_WHAT YOU HAVE TO DO:_
Please return only the lines from the one holding "let args = self.build_args(&target.url, config, work.path());" through the one holding "let stderr = output.stderr_tail(5);", exactly as they appear in the records below, both ends included.

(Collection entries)
☆ ☆ ☆ ☆
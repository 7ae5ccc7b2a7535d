//! Extractor-Delegate: hand page-hosted media to an extraction engine
//! (yt-dlp command line) and collect what it produced

use async_trait::async_trait;
use serde::Deserialize;
use std::path::{Path, PathBuf};
use std::time::Duration;
use tracing::{debug, info, warn};
use walkdir::WalkDir;

use super::registry::BackendKind;
use super::traits::{AcquireContext, Acquired, Backend};
use crate::config::{BackendConfig, ExtractorConfig};
use crate::error::{AcquireError, Result};
use crate::target::AcquisitionTarget;
use crate::worker::process;

const OUTPUT_TEMPLATE: &str = "%(title)s [%(id)s].%(ext)s";
const PRINT_AFTER_MOVE: &str = "after_move:%(.{title,ext,filepath})j";
const LEFTOVER_SUFFIXES: [&str; 4] = [".part", ".ytdl", ".temp", ".tmp"];

/// One line of the engine's post-processing report
#[derive(Debug, Deserialize)]
struct ExtractedFile {
    #[serde(default)]
    title: Option<String>,
    #[serde(default)]
    ext: Option<String>,
    filepath: Option<PathBuf>,
}

pub struct ExtractorDelegate {
    program: String,
    timeout: Duration,
}

impl ExtractorDelegate {
    pub fn new(config: &ExtractorConfig) -> Self {
        Self {
            program: config.program.clone(),
            timeout: config.timeout.as_duration(),
        }
    }

    pub fn build_args(&self, url: &str, config: &BackendConfig, dir: &Path) -> Vec<String> {
        let mut args = vec![
            "--no-progress".to_string(),
            "--no-simulate".to_string(),
            "--print".to_string(),
            PRINT_AFTER_MOVE.to_string(),
            "-f".to_string(),
            config.format.clone(),
            "-x".to_string(),
            "--audio-format".to_string(),
            config.audio_format.clone(),
            "--audio-quality".to_string(),
            format!("{}K", config.audio_quality),
            "-o".to_string(),
            dir.join(OUTPUT_TEMPLATE).to_string_lossy().into_owned(),
            "--retries".to_string(),
            config.max_retries.to_string(),
        ];

        if let Some(referer) = &config.referer {
            args.push("--referer".to_string());
            args.push(referer.clone());
        }
        for (name, value) in &config.headers {
            args.push("--add-header".to_string());
            args.push(format!("{name}:{value}"));
        }

        if config.ignore_errors {
            args.push("--ignore-errors".to_string());
        }
        args.push(if config.write_thumbnail {
            "--write-thumbnail".to_string()
        } else {
            "--no-write-thumbnail".to_string()
        });
        if config.flat_playlist {
            args.push("--flat-playlist".to_string());
        }

        args.push("--".to_string());
        args.push(url.to_string());
        args
    }
}

#[async_trait]
impl Backend for ExtractorDelegate {
    fn kind(&self) -> BackendKind {
        BackendKind::ExtractorDelegate
    }

    async fn acquire(
        &self,
        target: &AcquisitionTarget,
        config: &BackendConfig,
        ctx: &AcquireContext,
    ) -> Result<Acquired> {
        let work = ctx.output.work_dir("extract")?;
        let args = self.build_args(&target.url, config, work.path());

        debug!(url = %target.url, program = %self.program, "Running extractor");
        let output = process::run(&self.program, &args, Some(work.path()), self.timeout, &ctx.cancel).await?;

        let produced = produced_files(&output.stdout, work.path());

        if !output.success() {
            let stderr = output.stderr_tail(5);
            if stderr.contains("Unsupported URL") {
                return Err(AcquireError::UnsupportedSource(target.url.clone()));
            }
            if !(config.ignore_errors && !produced.is_empty()) {
                return Err(AcquireError::Extraction(if stderr.is_empty() {
                    format!("{} exited with {:?}", self.program, output.code())
                } else {
                    stderr
                }));
            }
            warn!(url = %target.url, stderr = %stderr, "Extractor reported errors, keeping produced files");
        }

        let mut placed = Vec::with_capacity(produced.len());
        for file in produced {
            placed.push(ctx.output.relocate(&file)?);
        }

        let acquired = Acquired::from_paths(placed)
            .ok_or_else(|| AcquireError::Extraction("no extractable media".to_string()))?;

        info!(
            url = %target.url,
            path = %acquired.path.display(),
            additional = acquired.additional.len(),
            "Extraction complete"
        );
        Ok(acquired)
    }
}

/// Files named in the engine's report, else whatever finished files sit in
/// the work directory
fn produced_files(stdout: &str, dir: &Path) -> Vec<PathBuf> {
    let mut reported: Vec<PathBuf> = Vec::new();

    for line in stdout.lines().map(str::trim).filter(|l| l.starts_with('{')) {
        match serde_json::from_str::<ExtractedFile>(line) {
            Ok(ExtractedFile {
                filepath: Some(path),
                title,
                ext,
            }) => {
                debug!(title = ?title, ext = ?ext, path = %path.display(), "Extractor produced file");
                let path = if path.is_absolute() { path } else { dir.join(path) };
                if path.starts_with(dir) && path.is_file() && !reported.contains(&path) {
                    reported.push(path);
                }
            }
            Ok(_) => {}
            Err(e) => debug!(error = %e, "Skipping unparseable extractor line"),
        }
    }

    if !reported.is_empty() {
        return reported;
    }

    WalkDir::new(dir)
        .sort_by_file_name()
        .into_iter()
        .filter_map(|entry| entry.ok())
        .filter(|entry| entry.file_type().is_file())
        .map(|entry| entry.into_path())
        .filter(|path| {
            let name = path.to_string_lossy().to_ascii_lowercase();
            !LEFTOVER_SUFFIXES.iter().any(|suffix| name.ends_with(suffix))
        })
        .collect()
}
☆ ☆ ☆ ☆
_WORKED SOLUTION:_
        let args = self.build_args(&target.url, config, work.path());

        debug!(url = %target.url, program = %self.program, "Running extractor");
        let output = process::run(&self.program, &args, Some(work.path()), self.timeout, &ctx.cancel).await?;

        let produced = produced_files(&output.stdout, work.path());

        if !output.success() {
            let stderr = output.stderr_tail(5);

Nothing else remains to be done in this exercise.